§ Your assignment:
Up to and including the line with "let mentioned: Vec<i32>", restate the material below word for word, beginning with its first line.

===

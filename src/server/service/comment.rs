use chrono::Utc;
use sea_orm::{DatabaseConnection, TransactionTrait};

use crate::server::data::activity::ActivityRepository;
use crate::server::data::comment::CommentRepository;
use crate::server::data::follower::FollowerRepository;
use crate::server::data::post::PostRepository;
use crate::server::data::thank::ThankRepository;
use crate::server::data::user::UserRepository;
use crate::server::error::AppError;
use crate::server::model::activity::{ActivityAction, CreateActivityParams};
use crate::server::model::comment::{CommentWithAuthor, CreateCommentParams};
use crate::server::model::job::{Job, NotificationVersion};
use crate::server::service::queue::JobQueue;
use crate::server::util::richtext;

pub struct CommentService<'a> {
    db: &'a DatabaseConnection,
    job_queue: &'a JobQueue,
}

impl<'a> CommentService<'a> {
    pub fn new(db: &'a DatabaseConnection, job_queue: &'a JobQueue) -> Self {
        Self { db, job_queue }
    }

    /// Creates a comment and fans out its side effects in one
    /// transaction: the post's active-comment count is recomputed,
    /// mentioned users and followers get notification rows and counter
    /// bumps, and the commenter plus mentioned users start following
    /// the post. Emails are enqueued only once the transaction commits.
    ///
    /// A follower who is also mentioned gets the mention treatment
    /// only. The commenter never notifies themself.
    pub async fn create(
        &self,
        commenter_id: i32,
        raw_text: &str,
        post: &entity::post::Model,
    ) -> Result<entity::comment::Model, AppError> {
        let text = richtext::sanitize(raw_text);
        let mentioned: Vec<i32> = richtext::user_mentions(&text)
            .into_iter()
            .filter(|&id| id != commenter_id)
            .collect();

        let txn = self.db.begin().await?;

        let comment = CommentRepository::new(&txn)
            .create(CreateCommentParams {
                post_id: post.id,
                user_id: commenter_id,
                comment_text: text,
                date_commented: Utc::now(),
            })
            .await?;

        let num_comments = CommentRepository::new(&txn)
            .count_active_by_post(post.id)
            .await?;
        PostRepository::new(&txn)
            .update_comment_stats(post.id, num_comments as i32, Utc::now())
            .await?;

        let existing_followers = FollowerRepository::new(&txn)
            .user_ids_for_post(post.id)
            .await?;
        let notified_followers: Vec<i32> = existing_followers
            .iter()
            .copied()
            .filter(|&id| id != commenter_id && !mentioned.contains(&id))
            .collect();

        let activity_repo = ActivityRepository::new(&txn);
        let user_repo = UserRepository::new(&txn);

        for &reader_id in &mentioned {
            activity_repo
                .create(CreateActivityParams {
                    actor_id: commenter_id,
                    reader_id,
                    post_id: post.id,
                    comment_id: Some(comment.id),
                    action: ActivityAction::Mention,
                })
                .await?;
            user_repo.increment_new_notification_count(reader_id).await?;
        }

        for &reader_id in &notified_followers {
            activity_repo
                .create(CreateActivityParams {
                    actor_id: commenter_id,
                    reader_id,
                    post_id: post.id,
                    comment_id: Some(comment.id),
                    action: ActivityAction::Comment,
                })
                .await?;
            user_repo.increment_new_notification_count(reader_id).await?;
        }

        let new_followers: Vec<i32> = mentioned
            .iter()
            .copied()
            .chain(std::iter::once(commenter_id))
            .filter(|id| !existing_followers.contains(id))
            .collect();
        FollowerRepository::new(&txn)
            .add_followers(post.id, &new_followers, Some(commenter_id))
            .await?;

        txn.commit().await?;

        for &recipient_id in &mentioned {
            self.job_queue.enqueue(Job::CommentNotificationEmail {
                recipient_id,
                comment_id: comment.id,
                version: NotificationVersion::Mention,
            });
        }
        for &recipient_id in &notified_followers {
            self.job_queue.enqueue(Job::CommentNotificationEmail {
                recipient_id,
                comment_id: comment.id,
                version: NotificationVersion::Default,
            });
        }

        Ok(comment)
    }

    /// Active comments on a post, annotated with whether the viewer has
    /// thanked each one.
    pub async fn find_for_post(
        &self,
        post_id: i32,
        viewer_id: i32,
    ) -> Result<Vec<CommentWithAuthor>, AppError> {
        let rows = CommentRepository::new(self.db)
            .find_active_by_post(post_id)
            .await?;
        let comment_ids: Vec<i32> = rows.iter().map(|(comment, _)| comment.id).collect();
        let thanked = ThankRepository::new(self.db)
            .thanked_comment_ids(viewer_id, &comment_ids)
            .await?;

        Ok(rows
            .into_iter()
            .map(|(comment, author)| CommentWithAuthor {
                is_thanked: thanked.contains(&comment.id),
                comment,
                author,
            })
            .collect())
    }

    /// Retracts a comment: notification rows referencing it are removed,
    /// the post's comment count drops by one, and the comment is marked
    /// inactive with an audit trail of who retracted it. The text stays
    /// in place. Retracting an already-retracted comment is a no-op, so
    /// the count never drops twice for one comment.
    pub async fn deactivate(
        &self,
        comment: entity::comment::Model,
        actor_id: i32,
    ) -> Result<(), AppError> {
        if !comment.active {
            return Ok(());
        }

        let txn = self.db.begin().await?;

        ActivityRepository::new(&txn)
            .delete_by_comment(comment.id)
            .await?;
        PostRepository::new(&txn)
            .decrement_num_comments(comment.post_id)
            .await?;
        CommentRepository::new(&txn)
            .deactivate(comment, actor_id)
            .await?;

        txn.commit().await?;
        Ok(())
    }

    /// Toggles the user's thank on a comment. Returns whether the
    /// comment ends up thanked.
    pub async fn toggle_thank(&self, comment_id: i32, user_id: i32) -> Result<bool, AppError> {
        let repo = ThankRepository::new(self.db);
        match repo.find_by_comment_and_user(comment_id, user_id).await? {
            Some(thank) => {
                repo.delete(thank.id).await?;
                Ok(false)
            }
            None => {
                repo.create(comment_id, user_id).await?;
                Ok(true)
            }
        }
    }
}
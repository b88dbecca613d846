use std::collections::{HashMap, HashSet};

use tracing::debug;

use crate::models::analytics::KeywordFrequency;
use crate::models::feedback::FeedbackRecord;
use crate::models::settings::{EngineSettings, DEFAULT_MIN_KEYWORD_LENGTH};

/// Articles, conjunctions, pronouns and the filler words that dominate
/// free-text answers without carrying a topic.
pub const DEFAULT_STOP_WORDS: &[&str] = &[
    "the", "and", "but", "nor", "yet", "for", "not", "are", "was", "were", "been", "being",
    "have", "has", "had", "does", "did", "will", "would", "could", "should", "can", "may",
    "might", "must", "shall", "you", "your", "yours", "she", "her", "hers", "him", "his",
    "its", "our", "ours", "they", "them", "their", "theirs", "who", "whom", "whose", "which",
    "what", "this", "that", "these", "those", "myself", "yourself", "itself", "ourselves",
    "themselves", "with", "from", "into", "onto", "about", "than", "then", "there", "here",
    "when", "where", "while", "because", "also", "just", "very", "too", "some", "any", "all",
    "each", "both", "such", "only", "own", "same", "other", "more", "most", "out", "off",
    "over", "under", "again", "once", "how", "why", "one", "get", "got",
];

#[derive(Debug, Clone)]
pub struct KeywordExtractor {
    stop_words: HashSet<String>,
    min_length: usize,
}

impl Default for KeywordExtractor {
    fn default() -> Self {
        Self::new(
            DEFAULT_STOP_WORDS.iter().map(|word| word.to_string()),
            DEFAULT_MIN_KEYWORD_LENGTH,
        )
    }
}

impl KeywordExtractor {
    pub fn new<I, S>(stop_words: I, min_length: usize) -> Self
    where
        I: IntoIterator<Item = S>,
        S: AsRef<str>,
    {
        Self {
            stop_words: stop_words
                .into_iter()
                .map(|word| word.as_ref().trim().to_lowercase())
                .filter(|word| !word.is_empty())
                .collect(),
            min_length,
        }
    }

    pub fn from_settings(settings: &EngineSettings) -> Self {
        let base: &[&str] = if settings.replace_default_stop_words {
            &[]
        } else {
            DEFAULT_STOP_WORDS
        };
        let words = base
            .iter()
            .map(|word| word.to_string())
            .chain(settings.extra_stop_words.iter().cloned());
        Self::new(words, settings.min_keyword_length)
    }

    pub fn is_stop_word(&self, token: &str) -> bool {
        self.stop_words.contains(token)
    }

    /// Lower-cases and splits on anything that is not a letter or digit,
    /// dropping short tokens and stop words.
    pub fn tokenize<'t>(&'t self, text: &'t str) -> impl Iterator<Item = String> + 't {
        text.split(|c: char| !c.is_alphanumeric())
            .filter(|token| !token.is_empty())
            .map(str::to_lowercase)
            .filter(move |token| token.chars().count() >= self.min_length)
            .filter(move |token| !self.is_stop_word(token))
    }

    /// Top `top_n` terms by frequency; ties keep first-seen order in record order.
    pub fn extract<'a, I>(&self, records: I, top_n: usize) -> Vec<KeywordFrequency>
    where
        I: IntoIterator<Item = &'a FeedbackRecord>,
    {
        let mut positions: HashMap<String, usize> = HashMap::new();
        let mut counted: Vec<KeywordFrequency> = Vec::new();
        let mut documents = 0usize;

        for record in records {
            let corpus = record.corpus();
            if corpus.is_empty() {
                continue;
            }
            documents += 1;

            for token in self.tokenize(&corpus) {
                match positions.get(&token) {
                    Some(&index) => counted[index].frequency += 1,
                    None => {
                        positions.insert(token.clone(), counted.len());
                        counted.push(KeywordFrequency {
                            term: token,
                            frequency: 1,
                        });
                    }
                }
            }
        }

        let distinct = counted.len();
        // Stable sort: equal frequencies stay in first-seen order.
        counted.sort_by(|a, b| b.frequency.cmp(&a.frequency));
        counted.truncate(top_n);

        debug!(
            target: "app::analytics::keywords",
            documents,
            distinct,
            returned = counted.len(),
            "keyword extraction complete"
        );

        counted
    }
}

===

§ Answer area:
filename src/server/service/comment.rs
use chrono::Utc;
use sea_orm::{DatabaseConnection, TransactionTrait};

use crate::server::data::activity::ActivityRepository;
use crate::server::data::comment::CommentRepository;
use crate::server::data::follower::FollowerRepository;
use crate::server::data::post::PostRepository;
use crate::server::data::thank::ThankRepository;
use crate::server::data::user::UserRepository;
use crate::server::error::AppError;
use crate::server::model::activity::{ActivityAction, CreateActivityParams};
use crate::server::model::comment::{CommentWithAuthor, CreateCommentParams};
use crate::server::model::job::{Job, NotificationVersion};
use crate::server::service::queue::JobQueue;
use crate::server::util::richtext;

pub struct CommentService<'a> {
    db: &'a DatabaseConnection,
    job_queue: &'a JobQueue,
}

impl<'a> CommentService<'a> {
    pub fn new(db: &'a DatabaseConnection, job_queue: &'a JobQueue) -> Self {
        Self { db, job_queue }
    }

    /// Creates a comment and fans out its side effects in one
    /// transaction: the post's active-comment count is recomputed,
    /// mentioned users and followers get notification rows and counter
    /// bumps, and the commenter plus mentioned users start following
    /// the post. Emails are enqueued only once the transaction commits.
    ///
    /// A follower who is also mentioned gets the mention treatment
    /// only. The commenter never notifies themself.
    pub async fn create(
        &self,
        commenter_id: i32,
        raw_text: &str,
        post: &entity::post::Model,
    ) -> Result<entity::comment::Model, AppError> {
        let text = richtext::sanitize(raw_text);
        let mentioned: Vec<i32> = richtext::user_mentions(&text)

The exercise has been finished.